Differential regulation of eotaxin expression by IFN-[gamma] in airway epithelial cells

Background: Eotaxin is a chemokine that binds with high affinity and specificity to the chemokine receptor CCR3 and plays an important role in the pathogenesis of allergic disease. Objective: We studied the regulation of eotaxin expression by the TH1 cytokine IFN-γ and analyzed its molecular mechanisms. Methods: Levels of eotaxin mRNA and protein expression in the airway epithelial cell line BEAS-2B were determined with RT-PCR and ELISA. Mechanisms of transcriptional regulation were assessed by means of electrophoretic mobility shift assays and luciferase assay with eotaxin promoter-luciferase reporter plasmids.
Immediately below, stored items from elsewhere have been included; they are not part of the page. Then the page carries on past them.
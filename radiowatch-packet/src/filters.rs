// Copyright 2024-Present Datadog, Inc. https://www.datadoghq.com/
// SPDX-License-Identifier: Apache-2.0

//! Per-phy MAC allow/deny filters.
//!
//! Two flavors share the mechanics: the class filter answers "is this
//! device blocked" for a `(mac, phy)` pair, the packet filter additionally
//! scopes each entry to an address role within the packet (source, dest,
//! network, other, any).
//!
//! Entries are kept per phy *id*, but callers configure them by phy *name*,
//! usually before the phy has registered.  Those land in an unknown-phy
//! side table and migrate when the phy announcement arrives on the event
//! bus.  Filter state is REST-maintained at runtime; bulk updates validate
//! every MAC before applying any of them.

use std::collections::HashMap;
use std::sync::atomic::{AtomicBool, Ordering};
use std::sync::{Arc, Mutex};

use rwcommon::{MacAddr, MutexExt};
use tracing::debug;

use crate::packet::{CommonInfo, PhyId};

#[derive(Debug, thiserror::Error, PartialEq)]
pub enum FilterError {
    #[error("invalid mac address {0:?}")]
    InvalidMac(String),
    #[error("invalid filter payload: {0}")]
    InvalidPayload(String),
}

/// Payload of a new-phy announcement on the event bus.
#[derive(Debug, Clone)]
pub struct NewPhyEvent {
    pub phy_name: String,
    pub phy_id: PhyId,
}

#[derive(Default)]
struct MacFilterState {
    by_phy: HashMap<PhyId, HashMap<MacAddr, bool>>,
    unknown_phy: HashMap<String, HashMap<MacAddr, bool>>,
    phy_ids: HashMap<String, PhyId>,
}

impl MacFilterState {
    fn set(&mut self, phy_name: &str, mac: MacAddr, block: bool) {
        match self.phy_ids.get(phy_name) {
            Some(&id) => {
                self.by_phy.entry(id).or_default().insert(mac, block);
            }
            None => {
                self.unknown_phy
                    .entry(phy_name.to_string())
                    .or_default()
                    .insert(mac, block);
            }
        }
    }

    fn remove(&mut self, phy_name: &str, mac: &MacAddr) {
        if let Some(&id) = self.phy_ids.get(phy_name) {
            if let Some(map) = self.by_phy.get_mut(&id) {
                map.remove(mac);
            }
        }
        if let Some(map) = self.unknown_phy.get_mut(phy_name) {
            map.remove(mac);
        }
    }

    fn migrate(&mut self, phy_name: &str, phy_id: PhyId) {
        self.phy_ids.insert(phy_name.to_string(), phy_id);
        if let Some(entries) = self.unknown_phy.remove(phy_name) {
            debug!(
                phy = phy_name,
                entries = entries.len(),
                "migrating filter entries to registered phy"
            );
            self.by_phy.entry(phy_id).or_default().extend(entries);
        }
    }

    fn lookup(&self, phy_id: PhyId, mac: &MacAddr) -> Option<bool> {
        let map = self.by_phy.get(&phy_id)?;
        if let Some(&v) = map.get(mac) {
            return Some(v);
        }
        // masked entries match by range
        map.iter()
            .find(|(entry, _)| entry.matches(mac))
            .map(|(_, &v)| v)
    }
}

/// Parse `{"filter": {"aa:bb:..": true, ...}}` or `{"filter": ["aa:bb:..",
/// ...]}` into validated entries.  Any bad MAC rejects the whole payload.
fn parse_filter_payload(json: &serde_json::Value) -> Result<Vec<(MacAddr, bool)>, FilterError> {
    let filter = json
        .get("filter")
        .ok_or_else(|| FilterError::InvalidPayload("missing 'filter' key".to_string()))?;

    let mut entries = Vec::new();
    match filter {
        serde_json::Value::Object(map) => {
            for (mac_str, val) in map {
                let mac: MacAddr = mac_str
                    .parse()
                    .map_err(|_| FilterError::InvalidMac(mac_str.clone()))?;
                let block = val.as_bool().ok_or_else(|| {
                    FilterError::InvalidPayload(format!("value for {mac_str} is not a bool"))
                })?;
                entries.push((mac, block));
            }
        }
        serde_json::Value::Array(items) => {
            for item in items {
                let mac_str = item.as_str().ok_or_else(|| {
                    FilterError::InvalidPayload("filter list entries must be strings".to_string())
                })?;
                let mac: MacAddr = mac_str
                    .parse()
                    .map_err(|_| FilterError::InvalidMac(mac_str.to_string()))?;
                entries.push((mac, true));
            }
        }
        _ => {
            return Err(FilterError::InvalidPayload(
                "'filter' must be an object or list".to_string(),
            ))
        }
    }
    Ok(entries)
}

/// Device-level MAC filter: `true` means block.
pub struct ClassFilterMacAddr {
    id: String,
    description: String,
    default_block: AtomicBool,
    state: Mutex<MacFilterState>,
}

impl ClassFilterMacAddr {
    pub fn new(id: &str, description: &str) -> Arc<Self> {
        Arc::new(ClassFilterMacAddr {
            id: id.to_string(),
            description: description.to_string(),
            default_block: AtomicBool::new(false),
            state: Mutex::new(MacFilterState::default()),
        })
    }

    pub fn id(&self) -> &str {
        &self.id
    }

    pub fn description(&self) -> &str {
        &self.description
    }

    pub fn default_block(&self) -> bool {
        self.default_block.load(Ordering::Relaxed)
    }

    pub fn set_default_block(&self, block: bool) {
        self.default_block.store(block, Ordering::Relaxed);
    }

    pub fn set_filter(&self, phy_name: &str, mac: MacAddr, block: bool) {
        self.state.lock_or_panic().set(phy_name, mac, block);
    }

    pub fn remove_filter(&self, phy_name: &str, mac: &MacAddr) {
        self.state.lock_or_panic().remove(phy_name, mac);
    }

    /// New-phy handler: record the id and adopt early entries.
    pub fn update_phy_map(&self, event: &NewPhyEvent) {
        self.state
            .lock_or_panic()
            .migrate(&event.phy_name, event.phy_id);
    }

    /// True = block.
    pub fn filter(&self, mac: &MacAddr, phy_id: PhyId) -> bool {
        self.state
            .lock_or_panic()
            .lookup(phy_id, mac)
            .unwrap_or_else(|| self.default_block())
    }

    /// REST set operation; validates the whole payload before applying.
    pub fn set_filter_json(
        &self,
        phy_name: &str,
        json: &serde_json::Value,
    ) -> Result<usize, FilterError> {
        let entries = parse_filter_payload(json)?;
        let mut state = self.state.lock_or_panic();
        let n = entries.len();
        for (mac, block) in entries {
            state.set(phy_name, mac, block);
        }
        Ok(n)
    }

    /// REST remove operation.
    pub fn remove_filter_json(
        &self,
        phy_name: &str,
        json: &serde_json::Value,
    ) -> Result<usize, FilterError> {
        let entries = parse_filter_payload(json)?;
        let mut state = self.state.lock_or_panic();
        let n = entries.len();
        for (mac, _) in entries {
            state.remove(phy_name, &mac);
        }
        Ok(n)
    }
}

/// Which address of the packet a packet-filter entry applies to.
#[derive(Debug, Clone, Copy, PartialEq, Eq, Hash)]
pub enum FilterBlock {
    Source,
    Dest,
    Network,
    Other,
    Any,
}

impl FilterBlock {
    pub fn parse(s: &str) -> Option<FilterBlock> {
        match s.to_ascii_lowercase().as_str() {
            "source" => Some(FilterBlock::Source),
            "dest" | "destination" => Some(FilterBlock::Dest),
            "network" => Some(FilterBlock::Network),
            "other" => Some(FilterBlock::Other),
            "any" => Some(FilterBlock::Any),
            _ => None,
        }
    }
}

/// Packet-level MAC filter: entries scoped by address role.
pub struct PacketFilterMacAddr {
    id: String,
    description: String,
    default_block: AtomicBool,
    blocks: Mutex<HashMap<FilterBlock, MacFilterState>>,
}

impl PacketFilterMacAddr {
    pub fn new(id: &str, description: &str) -> Arc<Self> {
        Arc::new(PacketFilterMacAddr {
            id: id.to_string(),
            description: description.to_string(),
            default_block: AtomicBool::new(false),
            blocks: Mutex::new(HashMap::new()),
        })
    }

    pub fn id(&self) -> &str {
        &self.id
    }

    pub fn description(&self) -> &str {
        &self.description
    }

    pub fn default_block(&self) -> bool {
        self.default_block.load(Ordering::Relaxed)
    }

    pub fn set_default_block(&self, block: bool) {
        self.default_block.store(block, Ordering::Relaxed);
    }

    pub fn set_filter(&self, block_dim: FilterBlock, phy_name: &str, mac: MacAddr, block: bool) {
        self.blocks
            .lock_or_panic()
            .entry(block_dim)
            .or_default()
            .set(phy_name, mac, block);
    }

    pub fn remove_filter(&self, block_dim: FilterBlock, phy_name: &str, mac: &MacAddr) {
        if let Some(state) = self.blocks.lock_or_panic().get_mut(&block_dim) {
            state.remove(phy_name, mac);
        }
    }

    pub fn update_phy_map(&self, event: &NewPhyEvent) {
        for state in self.blocks.lock_or_panic().values_mut() {
            state.migrate(&event.phy_name, event.phy_id);
        }
    }

    /// Evaluate against the packet's classified addresses.  True = block.
    pub fn filter_packet(&self, common: &CommonInfo) -> bool {
        let blocks = self.blocks.lock_or_panic();

        let check = |dim: FilterBlock, mac: &MacAddr| -> Option<bool> {
            if mac.is_zero() {
                return None;
            }
            blocks.get(&dim)?.lookup(common.phy_id, mac)
        };

        for (dim, mac) in [
            (FilterBlock::Source, &common.source),
            (FilterBlock::Dest, &common.dest),
            (FilterBlock::Network, &common.network),
            (FilterBlock::Other, &common.transmitter),
        ] {
            if let Some(v) = check(dim, mac) {
                return v;
            }
            if let Some(v) = check(FilterBlock::Any, mac) {
                return v;
            }
        }

        self.default_block()
    }

    pub fn set_filter_json(
        &self,
        block_dim: FilterBlock,
        phy_name: &str,
        json: &serde_json::Value,
    ) -> Result<usize, FilterError> {
        let entries = parse_filter_payload(json)?;
        let mut blocks = self.blocks.lock_or_panic();
        let state = blocks.entry(block_dim).or_default();
        let n = entries.len();
        for (mac, block) in entries {
            state.set(phy_name, mac, block);
        }
        Ok(n)
    }

    pub fn remove_filter_json(
        &self,
        block_dim: FilterBlock,
        phy_name: &str,
        json: &serde_json::Value,
    ) -> Result<usize, FilterError> {
        let entries = parse_filter_payload(json)?;
        let mut blocks = self.blocks.lock_or_panic();
        let n = entries.len();
        if let Some(state) = blocks.get_mut(&block_dim) {
            for (mac, _) in entries {
                state.remove(phy_name, &mac);
            }
        }
        Ok(n)
    }
}
fn dot11_element(
    dot11: &Dot11Device,
    registry: &EntryTracker,
) -> Result<ElementRef, ElementError> {
    let f_map = registry.register_field(
        "radiowatch.device.dot11",
        ElementBuilder::Type(ElementType::Map),
        "802.11 device sub-record",
    )?;

    let mut m = KeyedMap::new();

    let mut put_ssid_map = |name: &str,
                            desc: &str,
                            ssids: &BTreeMap<String, SsidRecord>|
     -> Result<(), ElementError> {
        if ssids.is_empty() {
            return Ok(());
        }
        let f_outer =
            registry.register_field(name, ElementBuilder::Type(ElementType::Vector), desc)?;
        let f_ssid = registry.register_field(
            "radiowatch.device.dot11.ssid",
            ElementBuilder::Type(ElementType::String),
            "ssid",
        )?;
        let children = ssids
            .values()
            .map(|s| scalar(f_ssid, Element::String(s.ssid.clone())))
            .collect();
        m.entries.insert(
            f_outer,
            TrackedElement::new(f_outer, Element::Vector(children)).into_ref(),
        );
        Ok(())
    };

    put_ssid_map(
        "radiowatch.device.dot11.advertised_ssids",
        "beaconed ssids",
        &dot11.advertised_ssids,
    )?;
    put_ssid_map(
        "radiowatch.device.dot11.responded_ssids",
        "probe-response ssids",
        &dot11.responded_ssids,
    )?;
    put_ssid_map(
        "radiowatch.device.dot11.probed_ssids",
        "probed ssids",
        &dot11.probed_ssids,
    )?;

    if let Some(fp) = dot11.beacon_fingerprint {
        let f_fp = registry.register_field(
            "radiowatch.device.dot11.beacon_fingerprint",
            ElementBuilder::Type(ElementType::U32),
            "beacon ie fingerprint",
        )?;
        m.entries.insert(f_fp, scalar(f_fp, Element::U32(fp)));
    }

    Ok(TrackedElement::new(f_map, Element::Map(m)).into_ref())
}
Results: Although IFN-γ did not directly induce the expression of eotaxin protein, it increased the induction by TNF-α when these cytokines were added simultaneously. In contrast, preincubation of cells with IFN-γ for 24 hours profoundly inhibited the production induced by TNF-α. IFN-γ did not influence the TNF-α-induced binding of nuclear factor κB to a DNA probe derived from the eotaxin promoter. IFN-γ did not increase the ability of TNF-α to activate the eotaxin promoter. Studies of eotaxin mRNA levels indicate that IFN-γ combined with TNF-α increased the expression of eotaxin mRNA. When cells were preincubated with IFN-γ, there was no inhibition of the appearance of eotaxin mRNA. Conclusion: These studies demonstrate that IFN-γ enhances eotaxin expression when added in combination with TNF-α and profoundly inhibits eotaxin expression after preincubation. In both cases the available data indicate that the effect is mediated by a posttranscriptional mechanism. (J Allergy Clin Immunol 2003;111:1337-44.)